I was born in Hattiesburg, Mississippi, and grew up on the coast near Biloxi. The bayous, bays, rivers, and creeks of southern Louisiana and Mississippi became as much my natural environment as the Gulf of Mexico. My insatiable curiosity helped me earn a Bachelor’s degree in Marine Science and a Master’s degree in Hydrography from the University of Southern Mississippi. I was also certified as an IHO Category A hydrographer. My current job as a hydrographic surveyor was with NOAA’s Navigation Response Team in Stennis, Mississippi. I also serve with NOAA’s Uncrewed Systems Team, which is at the forefront of new autonomous survey technologies and applications.

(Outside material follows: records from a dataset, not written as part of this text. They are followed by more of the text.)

//! Integration tests for domain and account operations

use super::*;
use sendclean_client::services::account::AccountServiceTrait;
use sendclean_client::services::domains::DomainsServiceTrait;
use sendclean_client::services::smtp::SmtpServiceTrait;
use sendclean_client::{ApiErrorKind, SendCleanError};
use serde_json::json;

#[tokio::test]
async fn test_list_sending_domains() {
    let server = setup_mock_server().await;

    signed_post("domain/listSendingDomains")
        .respond_with(success_response(json!({
            "status": "success",
            "message": "Domains fetched",
            "sending_domain_list": [{
                "domain": "mail.example.com",
                "create_date": 90_061_500_000u64,
                "verify_domain": {"valid": true},
                "spf": {"valid": false},
                "dkim": {"valid": true}
            }]
        })))
        .expect(1)
        .mount(&server)
        .await;

    let client = client_for(&server, None);
    let domains = client.domains().list_sending().await.unwrap();

    assert_eq!(domains.len(), 1);
    let created = domains[0].create_date;
    assert_eq!(
        (created.days, created.hours, created.minutes, created.seconds, created.milliseconds),
        (1, 1, 1, 1, 500)
    );
    assert!(domains[0].verified.valid);
    assert!(!domains[0].spf.valid);
}

#[tokio::test]
async fn test_add_sending_domain_sends_domain() {
    let server = setup_mock_server().await;

    signed_post("domain/addSendingDomain")
        .and(body_partial_json(json!({"domain": "mail.example.com"})))
        .respond_with(success_response(json!({"status": "success", "message": "added"})))
        .expect(1)
        .mount(&server)
        .await;

    let client = client_for(&server, None);
    client.domains().add_sending("mail.example.com").await.unwrap();
}

#[tokio::test]
async fn test_authentication_error() {
    let server = setup_mock_server().await;

    signed_post("smtp/listSmtpUsers")
        .respond_with(success_response(json!({
            "status": "error",
            "type": "AuthenticationError",
            "message": "bad token"
        })))
        .expect(1)
        .mount(&server)
        .await;

    let client = client_for(&server, None);
    let err = client.smtp().list_users().await.unwrap_err();

    match err {
        SendCleanError::Api(api) => {
            assert_eq!(api.kind, ApiErrorKind::Authentication);
            assert_eq!(api.message, "bad token");
        }
        other => panic!("unexpected error: {other:?}"),
    }
}

#[tokio::test]
async fn test_error_envelope_on_http_error_status() {
    let server = setup_mock_server().await;

    signed_post("user/viewUserDetail")
        .respond_with(ResponseTemplate::new(400).set_body_json(json!({
            "status": "error",
            "type": "ValidationError",
            "message": "owner_id is invalid"
        })))
        .mount(&server)
        .await;

    let client = client_for(&server, None);
    let err = client.account().user_info().await.unwrap_err();
    assert!(err.is_validation());
    assert_eq!(err.api_message(), Some("owner_id is invalid"));
}

#[tokio::test]
async fn test_user_info() {
    let server = setup_mock_server().await;

    signed_post("user/viewUserDetail")
        .respond_with(success_response(json!({
            "status": "success",
            "user_data": {"email": "owner@example.com", "plan": "pro"}
        })))
        .mount(&server)
        .await;

    let client = client_for(&server, None);
    let info = client.account().user_info().await.unwrap();
    assert_eq!(info.get("email"), Some(&json!("owner@example.com")));
}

As a member of an active response team, I use and develop these systems in challenging and complicated scenarios. I am challenged daily with a career that is dynamic, complex, adventurous — with a mission that directly impacts the lives of my community.

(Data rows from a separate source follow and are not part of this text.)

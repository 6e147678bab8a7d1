//! Test fixtures for SendClean API responses.
//!
//! Provides realistic envelopes as the provider returns them.

use crate::types::{STATUS_ERROR, STATUS_SUCCESS};
use serde_json::{json, Value};

/// Owner id used across fixtures
pub const OWNER_ID: &str = "owner-4f2a";

/// Token used across fixtures
pub const TOKEN: &str = "sc_test_token_0123456789";

/// 2023-11-14T22:13:20.123456Z in microseconds
pub const CREATE_DATE_MICROS: u64 = 1_700_000_000_123_456;

/// Envelope listing two SMTP users
pub fn smtp_list() -> Value {
    json!({
        "status": STATUS_SUCCESS,
        "message": "SMTP users fetched",
        "smtp_list": [
            {"smtp_user_name": "smtp-a1", "hourly_limit": 100, "total_limit": 5000, "status": "active"},
            {"smtp_user_name": "smtp-b2", "status": "inactive"}
        ]
    })
}

/// Envelope for a newly created SMTP user
pub fn smtp_user_created() -> Value {
    json!({
        "status": STATUS_SUCCESS,
        "message": "SMTP user created",
        "smtp_user_name": "smtp-a1",
        "smtp_password": "p4ssw0rd-generated"
    })
}

/// Envelope listing one sending domain
pub fn sending_domain_list() -> Value {
    json!({
        "status": STATUS_SUCCESS,
        "message": "Domains fetched",
        "sending_domain_list": [{
            "domain": "mail.example.com",
            "create_date": CREATE_DATE_MICROS,
            "verify_domain": {"valid": true},
            "spf": {"valid": true},
            "dkim": {"valid": false}
        }]
    })
}

/// Envelope listing one tracking domain
pub fn tracking_domain_list() -> Value {
    json!({
        "status": STATUS_SUCCESS,
        "message": "Domains fetched",
        "tracking_domain_list": [
            {"domain": "track.example.com", "create_date": 1_000_000, "cname": {"valid": true}},
            {"domain": "click.example.com", "create_date": "90061500000"}
        ]
    })
}

/// Envelope for a sending domain DNS check
pub fn check_sending_domain() -> Value {
    json!({
        "status": STATUS_SUCCESS,
        "domain": "mail.example.com",
        "spf": {"valid": true},
        "dkim": {"valid": true},
        "valid_signing": "true"
    })
}

/// Envelope listing webhooks, one with a numeric id
pub fn webhook_list() -> Value {
    json!({
        "status": STATUS_SUCCESS,
        "message": "Webhooks fetched",
        "webhook_list": [
            {
                "webhook_id": 17,
                "url": "https://hooks.example.com/sc",
                "event": "open,click",
                "description": "Opens and clicks",
                "store_log": "yes",
                "create_date": 86_400_000_000u64
            },
            {
                "webhook_id": "wh-18",
                "url": "https://hooks.example.com/bounce",
                "create_date": 0
            }
        ]
    })
}

/// Envelope with details of one webhook
pub fn webhook_data() -> Value {
    json!({
        "status": STATUS_SUCCESS,
        "webhook_data": {
            "url": "https://hooks.example.com/sc",
            "event": "open",
            "store_log": false,
            "create_date": 3_600_000_000u64,
            "auth_key": "k-123"
        }
    })
}

/// Envelope with account details
pub fn user_data() -> Value {
    json!({
        "status": STATUS_SUCCESS,
        "user_data": {
            "email": "owner@example.com",
            "plan": "pro",
            "credits": 12000
        }
    })
}

/// Envelope acknowledging a sent message
pub fn mail_sent() -> Value {
    json!({
        "status": STATUS_SUCCESS,
        "message": "Mail queued",
        "mail_id": "m-9"
    })
}

/// Error envelope with the given type tag
pub fn error_envelope(error_type: &str, message: &str) -> Value {
    json!({
        "status": STATUS_ERROR,
        "type": error_type,
        "message": message
    })
}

I had very supportive parents growing up, and I don't believe I would have survived grad school without my wife's encouragement. Still, the one person who impacted my career most would have to be a University of Southern Mississippi Associate Professor, Dr. Scott Milroy. He was very influential in my interest in marine science and supportive of my career in hydrography. He was my mentor and challenged me to give my best and dig down to the meat of any problem. He was a fountain of knowledge, always gave sound advice, and was a master of critical thinking. Working with Dr. Milroy in the lab on his Pioneering Mars experiment and other research was one of the most rewarding and inspiring experiences. It was a privilege, and I have tried to set a personal standard of critical and professional excellence in order to honor that experience.
In just five years, our team has responded to 17 major storm events. We have seen communities in ruins and the best of humanity doing everything possible to render aid as fast as possible. Every time we open up a waterway for fuel and supply barges or open a port so commerce can bring relief to these people, I feel like we made a difference. I am truly honored to be a part of that mission. Our team is currently surveying Biloxi Bay and its approaches. I am especially enjoying this survey because it is where I grew up, and I have childhood memories of many of these areas. It's rare to work in an area where you did your mile swim in boy scouts or learned to throw a cast net with your father. I’m using amazing technology to chart my home and training for a mission that serves my community and country. It is hard to beat that.